PS You seem to have overestimated my English....

A&AJnr

EDIT

I've never said that there can be X "acceptable pronunciations _within the same accent_."

EDIT 2

To non native English speakers who teach English: Just show your students all the six forms and observe their reactions. I bet they will be amused, if not bemused.


----------



## ewie

I say (b) because (as Tim says) that's what I _ought_ to say.
I suspect the reason there are so many varying pronunciations is that the word's pronounced differently depending on: (1) whether or not you're English or Scottish; (2) which part of England or Scotland you come from; and (3) how formal or informal you're being.
I have a general feeling-in-my-water that Glaswegians themselves have /z/ in the middle, whereas (e.g.) Highlanders have /s/.

(Unfortunately I've thought about it so long now that the word's starting to sound like Swahili)

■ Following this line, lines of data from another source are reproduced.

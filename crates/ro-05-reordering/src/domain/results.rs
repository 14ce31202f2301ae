//! # Results Document
//!
//! Per stage, per series: every scored ordering plus the interestingness
//! segments of the chosen ordering. Written as JSON for the visualization
//! layer.

use crate::domain::errors::ResultsError;
use serde::{Deserialize, Serialize};
use shared_types::{InterestingnessSegment, SeriesKind, Stage, StrategyResult};
use std::collections::BTreeMap;
use std::fs;
use std::io::Write;
use std::path::Path;

/// Everything computed for one series.
#[derive(Debug, Clone, PartialEq, Serialize, Deserialize)]
pub struct SeriesResults {
    pub series: SeriesKind,
    /// Display name of `series`
    pub name: String,
    /// `Base` first, then every family's orderings in run order
    pub results: Vec<StrategyResult>,
    #[serde(default)]
    pub segments: Vec<InterestingnessSegment>,
}

impl SeriesResults {
    pub fn new(series: SeriesKind, results: Vec<StrategyResult>) -> Self {
        Self {
            name: series.display_name(),
            series,
            results,
            segments: Vec::new(),
        }
    }

    /// Result named `name`, if that ordering was computed.
    pub fn result(&self, name: &str) -> Option<&StrategyResult> {
        self.results.iter().find(|r| r.name == name)
    }
}

pub type StageResults = Vec<SeriesResults>;

/// The results document of one dataset.
#[derive(Debug, Clone, PartialEq, Default, Serialize, Deserialize)]
pub struct DatasetResults {
    pub dataset: String,
    pub stages: BTreeMap<Stage, StageResults>,
}

impl DatasetResults {
    pub fn new(dataset: impl Into<String>) -> Self {
        Self {
            dataset: dataset.into(),
            stages: BTreeMap::new(),
        }
    }

    pub fn stage(&self, stage: Stage) -> &[SeriesResults] {
        self.stages.get(&stage).map(Vec::as_slice).unwrap_or(&[])
    }

    pub fn series(&self, stage: Stage, kind: &SeriesKind) -> Option<&SeriesResults> {
        self.stage(stage).iter().find(|s| &s.series == kind)
    }

    pub fn contains(&self, stage: Stage, kind: &SeriesKind) -> bool {
        self.series(stage, kind).is_some()
    }

    /// Load the document at `path`.
    pub fn load(path: impl AsRef<Path>) -> Result<Self, ResultsError> {
        let path = path.as_ref();
        let bytes = fs::read(path).map_err(|e| io_error(path, e))?;
        serde_json::from_slice(&bytes).map_err(|e| ResultsError::Json {
            path: path.display().to_string(),
            message: e.to_string(),
        })
    }

    /// Load the document at `path`, or start an empty one if none exists.
    pub fn load_or_new(path: impl AsRef<Path>, dataset: &str) -> Result<Self, ResultsError> {
        let path = path.as_ref();
        if path.exists() {
            Self::load(path)
        } else {
            Ok(Self::new(dataset))
        }
    }

    /// Write the document to `path` via a temporary file and rename.
    pub fn save(&self, path: impl AsRef<Path>) -> Result<(), ResultsError> {
        let path = path.as_ref();
        if let Some(parent) = path.parent().filter(|p| !p.as_os_str().is_empty()) {
            fs::create_dir_all(parent).map_err(|e| io_error(parent, e))?;
        }
        let json = serde_json::to_vec_pretty(self).map_err(|e| ResultsError::Json {
            path: path.display().to_string(),
            message: e.to_string(),
        })?;

        let tmp = path.with_extension("json.tmp");
        let mut file = fs::File::create(&tmp).map_err(|e| io_error(&tmp, e))?;
        file.write_all(&json).map_err(|e| io_error(&tmp, e))?;
        file.sync_all().map_err(|e| io_error(&tmp, e))?;
        fs::rename(&tmp, path).map_err(|e| io_error(path, e))?;
        Ok(())
    }
}

fn io_error(path: &Path, e: std::io::Error) -> ResultsError {
    ResultsError::Io {
        path: path.display().to_string(),
        message: e.to_string(),
    }
}

#[cfg(test)]
mod tests {
    use super::*;
    use shared_types::{NamedOrdering, Permutation, ScoreTriple};

    fn sample() -> DatasetResults {
        let mut series = SeriesResults::new(
            SeriesKind::histogram_of(SeriesKind::Attribution("Saliency".to_string())),
            vec![
                StrategyResult::base(ScoreTriple::default(), 3),
                StrategyResult::scored(
                    NamedOrdering::new("Sorting", Permutation::try_new(vec![2, 1, 0]).unwrap()),
                    ScoreTriple {
                        neighborhood: Some(1.5),
                        ..ScoreTriple::default()
                    },
                ),
            ],
        );
        series.segments.push(InterestingnessSegment {
            start: 0,
            end: 2,
            representative: 1,
        });

        let mut results = DatasetResults::new("demo");
        results.stages.insert(Stage::Validation, vec![series]);
        results
    }

    #[test]
    fn test_lookup() {
        let results = sample();
        let kind = SeriesKind::histogram_of(SeriesKind::Attribution("Saliency".to_string()));
        assert!(results.contains(Stage::Validation, &kind));
        assert!(!results.contains(Stage::Train, &kind));

        let series = results.series(Stage::Validation, &kind).unwrap();
        assert_eq!(series.name, "Saliency Histogram");
        assert!(series.result("Sorting").is_some());
        assert!(series.result("UMAP").is_none());
    }

    #[test]
    fn test_save_and_load() {
        let dir = tempfile::tempdir().unwrap();
        let path = dir.path().join("out").join("demo-results.json");

        let results = sample();
        results.save(&path).unwrap();
        assert!(!path.with_extension("json.tmp").exists());
        assert_eq!(DatasetResults::load(&path).unwrap(), results);

        let fresh = DatasetResults::load_or_new(dir.path().join("missing.json"), "demo").unwrap();
        assert!(fresh.stages.is_empty());
    }

    #[test]
    fn test_stage_keys_are_lowercase() {
        let json = serde_json::to_string(&sample()).unwrap();
        assert!(json.contains("\"validation\""));
    }
}
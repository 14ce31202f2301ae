//! Cross-crate integration flows.

pub mod fixtures;

mod batch_flow;
mod interestingness_flow;
mod reordering_flow;
mod scoring_flow;
mod strategy_flow;
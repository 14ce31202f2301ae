//! Neighborhood distance score.
//!
//! For every row `i` the window `[max(0, i - nb), min(i + nb, n))` selects a
//! square block of the pairwise matrix; the score is the sum of the upper
//! triangle (`p <= q`) inside every block. Lower means similar rows sit
//! closer together.
//!
//! A cell `(p, q)` falls inside the windows of
//! `max(0, q - nb + 1) ..= min(p + nb, n - 1)`, so only cells with
//! `q - p < 2 * nb` ever contribute. [`neighborhood_dist`] evaluates that
//! band once and weighs each cell by its window count, needing `O(n * nb)`
//! metric calls instead of `O(n^2)`.

use crate::domain::errors::ScoreError;
use ndarray::ArrayView2;
use rayon::prelude::*;
use ro_01_distance_metrics::{upper_triangle, Metric};

const MEASURE: &str = "Neighborhood score";

/// Number of windows containing cell `(p, q)` with `p <= q`.
fn window_count(p: usize, q: usize, neighborhood: usize, n: usize) -> usize {
    let first = (q + 1).saturating_sub(neighborhood);
    let last = (p + neighborhood).min(n - 1);
    if last < first {
        0
    } else {
        last - first + 1
    }
}

fn check(data: &ArrayView2<'_, f64>, total: f64) -> Result<f64, ScoreError> {
    if data.nrows() == 0 {
        return Err(ScoreError::EmptyEnsemble);
    }
    if !total.is_finite() {
        return Err(ScoreError::NonFinite { measure: MEASURE });
    }
    Ok(total)
}

/// Banded neighborhood score.
pub fn neighborhood_dist(
    data: ArrayView2<'_, f64>,
    neighborhood: usize,
    metric: Metric,
) -> Result<f64, ScoreError> {
    let n = data.nrows();
    if n == 0 {
        return Err(ScoreError::EmptyEnsemble);
    }
    let band = 2 * neighborhood;

    // row sums are added in index order
    let rows: Vec<f64> = (0..n)
        .into_par_iter()
        .map(|p| {
            (p..n.min(p + band))
                .map(|q| {
                    let count = window_count(p, q, neighborhood, n);
                    if count == 0 {
                        0.0
                    } else {
                        count as f64 * metric.distance(data.row(p), data.row(q))
                    }
                })
                .sum::<f64>()
        })
        .collect();
    let total = rows.iter().sum();

    check(&data, total)
}

/// Reference implementation over the full upper triangle.
pub fn neighborhood_dist_naive(
    data: ArrayView2<'_, f64>,
    neighborhood: usize,
    metric: Metric,
) -> Result<f64, ScoreError> {
    let n = data.nrows();
    if n == 0 {
        return Err(ScoreError::EmptyEnsemble);
    }
    let dist = upper_triangle(data, metric);

    let mut total = 0.0;
    for i in 0..n {
        let lower = i.saturating_sub(neighborhood);
        let upper = (i + neighborhood).min(n);
        for p in lower..upper {
            for q in lower..upper {
                total += dist[[p, q]];
            }
        }
    }

    check(&data, total)
}
//! # UMAP
//!
//! Uniform manifold approximation and projection with a seeded random
//! initial layout, so that every run over the same data yields the same
//! embedding.
//!
//! 1. Exact k-nearest neighbours (the point itself included)
//! 2. Per-point bandwidth by binary search so the fuzzy set cardinality is
//!    `log2(k)`
//! 3. Fuzzy union `a + b - ab` of the directed membership graph
//! 4. Stochastic gradient descent on the attractive/repulsive cross-entropy
//!    terms with negative sampling

use crate::config::StrategyConfig;
use crate::domain::errors::StrategyError;
use ndarray::{Array2, ArrayView2};
use rand::{rngs::StdRng, Rng, SeedableRng};
use rayon::prelude::*;
use std::collections::BTreeMap;
use tracing::debug;

const SMOOTH_K_ITERATIONS: usize = 64;
const SMOOTH_K_TOLERANCE: f64 = 1e-5;
const MIN_K_DIST_SCALE: f64 = 1e-3;
const INIT_RANGE: f64 = 10.0;
const GRADIENT_CLIP: f64 = 4.0;
const MIN_ROWS: usize = 4;

/// Neighbour lists sorted by ascending distance.
struct KnnGraph {
    indices: Vec<Vec<usize>>,
    distances: Vec<Vec<f64>>,
}

/// One directed edge of the symmetrized graph.
struct Edge {
    head: usize,
    tail: usize,
    weight: f64,
}

fn squared_distance(data: &ArrayView2<'_, f64>, i: usize, j: usize) -> f64 {
    data.row(i)
        .iter()
        .zip(data.row(j).iter())
        .map(|(a, b)| (a - b).powi(2))
        .sum()
}

fn nearest_neighbors(data: &ArrayView2<'_, f64>, k: usize) -> KnnGraph {
    let n = data.nrows();
    let rows: Vec<(Vec<usize>, Vec<f64>)> = (0..n)
        .into_par_iter()
        .map(|i| {
            let mut candidates: Vec<(f64, usize)> = (0..n)
                .map(|j| {
                    let d = if i == j {
                        0.0
                    } else {
                        squared_distance(data, i, j).sqrt()
                    };
                    (d, j)
                })
                .collect();
            // self first among equal distances
            candidates.sort_by(|a, b| a.0.total_cmp(&b.0).then((a.1 != i).cmp(&(b.1 != i))));
            candidates.truncate(k);
            candidates.into_iter().map(|(d, j)| (j, d)).unzip()
        })
        .collect();

    let (indices, distances) = rows.into_iter().unzip();
    KnnGraph {
        indices,
        distances,
    }
}

/// Per-point `(sigma, rho)`: bandwidth and distance to the nearest neighbour.
fn smooth_knn_dist(graph: &KnnGraph, k: usize) -> Vec<(f64, f64)> {
    let target = (k as f64).log2();
    let all_count: usize = graph.distances.iter().map(Vec::len).sum();
    let mean_all = graph.distances.iter().flatten().sum::<f64>() / all_count.max(1) as f64;

    graph
        .distances
        .iter()
        .map(|dists| {
            let rho = dists.iter().copied().find(|&d| d > 0.0).unwrap_or(0.0);

            let (mut lo, mut hi, mut mid) = (0.0, f64::INFINITY, 1.0);
            for _ in 0..SMOOTH_K_ITERATIONS {
                let psum: f64 = dists
                    .iter()
                    .skip(1)
                    .map(|&d| {
                        let gap = d - rho;
                        if gap > 0.0 {
                            (-gap / mid).exp()
                        } else {
                            1.0
                        }
                    })
                    .sum();
                if (psum - target).abs() < SMOOTH_K_TOLERANCE {
                    break;
                }
                if psum > target {
                    hi = mid;
                    mid = (lo + hi) / 2.0;
                } else {
                    lo = mid;
                    mid = if hi == f64::INFINITY {
                        mid * 2.0
                    } else {
                        (lo + hi) / 2.0
                    };
                }
            }

            let floor = if rho > 0.0 {
                MIN_K_DIST_SCALE * dists.iter().sum::<f64>() / dists.len() as f64
            } else {
                MIN_K_DIST_SCALE * mean_all
            };
            (mid.max(floor), rho)
        })
        .collect()
}

/// Symmetrized fuzzy graph as directed edges (both directions present).
fn fuzzy_graph(graph: &KnnGraph, bandwidths: &[(f64, f64)]) -> Vec<Edge> {
    let mut directed: BTreeMap<(usize, usize), f64> = BTreeMap::new();
    for (i, (neighbors, dists)) in graph.indices.iter().zip(&graph.distances).enumerate() {
        let (sigma, rho) = bandwidths[i];
        for (&j, &d) in neighbors.iter().zip(dists) {
            if j == i {
                continue;
            }
            let strength = if d - rho <= 0.0 || sigma == 0.0 {
                1.0
            } else {
                (-(d - rho) / sigma).exp()
            };
            directed.insert((i, j), strength);
        }
    }

    let mut union: BTreeMap<(usize, usize), f64> = BTreeMap::new();
    for (&(i, j), &p) in &directed {
        let q = directed.get(&(j, i)).copied().unwrap_or(0.0);
        let w = p + q - p * q;
        union.insert((i, j), w);
        union.insert((j, i), w);
    }

    union
        .into_iter()
        .filter(|&(_, w)| w > 0.0)
        .map(|((head, tail), weight)| Edge { head, tail, weight })
        .collect()
}

fn clip(g: f64) -> f64 {
    g.clamp(-GRADIENT_CLIP, GRADIENT_CLIP)
}

/// Embed the rows of `data` into `n_components` dimensions.
pub fn umap_embed(
    data: ArrayView2<'_, f64>,
    n_components: usize,
    config: &StrategyConfig,
) -> Result<Array2<f64>, StrategyError> {
    let n = data.nrows();
    if n < MIN_ROWS {
        return Err(StrategyError::TooFewRows {
            algorithm: "UMAP",
            min: MIN_ROWS,
            rows: n,
        });
    }
    if n_components == 0 || config.n_neighbors < 2 {
        return Err(StrategyError::InvalidParameter(format!(
            "UMAP needs n_components > 0 and n_neighbors > 1, got {} and {}",
            n_components, config.n_neighbors
        )));
    }
    if data.iter().any(|v| !v.is_finite()) {
        return Err(StrategyError::Degenerate("data contains non-finite values".to_string()));
    }

    let k = config.n_neighbors.min(n);
    let graph = nearest_neighbors(&data, k);
    let bandwidths = smooth_knn_dist(&graph, k);
    let mut edges = fuzzy_graph(&graph, &bandwidths);

    let n_epochs = config.epochs_for(n);
    let max_weight = edges.iter().map(|e| e.weight).fold(0.0, f64::max);
    if max_weight <= 0.0 {
        return Err(StrategyError::Degenerate("fuzzy graph has no edges".to_string()));
    }
    edges.retain(|e| e.weight >= max_weight / n_epochs as f64);

    let mut rng = StdRng::seed_from_u64(config.umap_seed);
    let mut embedding =
        Array2::from_shape_fn((n, n_components), |_| rng.gen_range(-INIT_RANGE..INIT_RANGE));

    optimize_layout(&mut embedding, &edges, max_weight, n_epochs, config, &mut rng);
    debug!(rows = n, n_components, edges = edges.len(), n_epochs, "UMAP embedding done");

    if embedding.iter().any(|v| !v.is_finite()) {
        return Err(StrategyError::Degenerate("embedding diverged".to_string()));
    }
    Ok(embedding)
}

fn optimize_layout(
    embedding: &mut Array2<f64>,
    edges: &[Edge],
    max_weight: f64,
    n_epochs: usize,
    config: &StrategyConfig,
    rng: &mut StdRng,
) {
    let (a, b) = (config.min_dist_a, config.min_dist_b);
    let n = embedding.nrows();
    let dim = embedding.ncols();
    let negative_rate = config.negative_sample_rate.max(1) as f64;

    let epochs_per_sample: Vec<f64> = edges.iter().map(|e| max_weight / e.weight).collect();
    let epochs_per_negative: Vec<f64> = epochs_per_sample.iter().map(|e| e / negative_rate).collect();
    let mut next_sample = epochs_per_sample.clone();
    let mut next_negative = epochs_per_negative.clone();

    for epoch in 0..n_epochs {
        let alpha = 1.0 - epoch as f64 / n_epochs as f64;
        let now = epoch as f64;

        for (e, edge) in edges.iter().enumerate() {
            if next_sample[e] > now {
                continue;
            }
            let (j, k) = (edge.head, edge.tail);

            let dist_sq: f64 = (0..dim)
                .map(|d| (embedding[[j, d]] - embedding[[k, d]]).powi(2))
                .sum();
            let attract = if dist_sq > 0.0 {
                -2.0 * a * b * dist_sq.powf(b - 1.0) / (a * dist_sq.powf(b) + 1.0)
            } else {
                0.0
            };
            for d in 0..dim {
                let grad = clip(attract * (embedding[[j, d]] - embedding[[k, d]]));
                embedding[[j, d]] += grad * alpha;
                embedding[[k, d]] -= grad * alpha;
            }
            next_sample[e] += epochs_per_sample[e];

            let n_negative = ((now - next_negative[e]) / epochs_per_negative[e]).max(0.0) as usize;
            for _ in 0..n_negative {
                let other = rng.gen_range(0..n);
                if other == j {
                    continue;
                }
                let dist_sq: f64 = (0..dim)
                    .map(|d| (embedding[[j, d]] - embedding[[other, d]]).powi(2))
                    .sum();
                let repel = if dist_sq > 0.0 {
                    2.0 * b / ((0.001 + dist_sq) * (a * dist_sq.powf(b) + 1.0))
                } else {
                    0.0
                };
                for d in 0..dim {
                    let grad = if repel > 0.0 {
                        clip(repel * (embedding[[j, d]] - embedding[[other, d]]))
                    } else {
                        GRADIENT_CLIP
                    };
                    embedding[[j, d]] += grad * alpha;
                }
            }
            next_negative[e] += n_negative as f64 * epochs_per_negative[e];
        }
    }
}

P.S. I've definitely heard _more_ variations than the six you list, including /e/ in the middle and /ə/ at the end.


----------



## Loob

Hi audio

I suspect there are really only two variables in your examples: the choice between /ɑː/ and /æ/ and that between /z/ and /s/. (Wouldn't the /k/~/g/ issue be phonetically determined: unvoiced /k/ following unvoiced /s/, voiced /g/ following voiced /z/?)

The /ɑː/ vs /æ/ choice is entirely accent-based, I'd say. I grew up in south-west England saying /ɑː/; I then married a Scot and started using his /æ/ in a number of words, not just 'Glasgow'. 

As to the /s/ vs /z/ choice, I'm not so sure. I'm not conscious of having heard 'Glasgow' with an /s/, though it's entirely possible I've heard it without noticing. Independently of broader accent considerations, pronunciation of town and city names can vary considerably depending on whether you're a "local" or not.

EDIT: I've just read ewie's post. Yes, I've heard his additional vowel variations too (and some others).


----------



## audiolaik

ewie said:


> P.S. I've definitely heard _more_ variations than the six you list, including /e/ in the middle and /ə/ at the end.





Loob said:


> EDIT: I've just read ewie's post. Yes, I've heard his additional vowel variations too (and some others).



Thank you, Auntie and Uncle, for muddying the waters.

AudioJnr is waving at you!


----------



## audiolaik

Loob said:


> As to the /s/ vs /z/ choice, I'm not so sure. I'm not conscious of having heard 'Glasgow' with an /s/, though it's entirely possible I've heard it without noticing.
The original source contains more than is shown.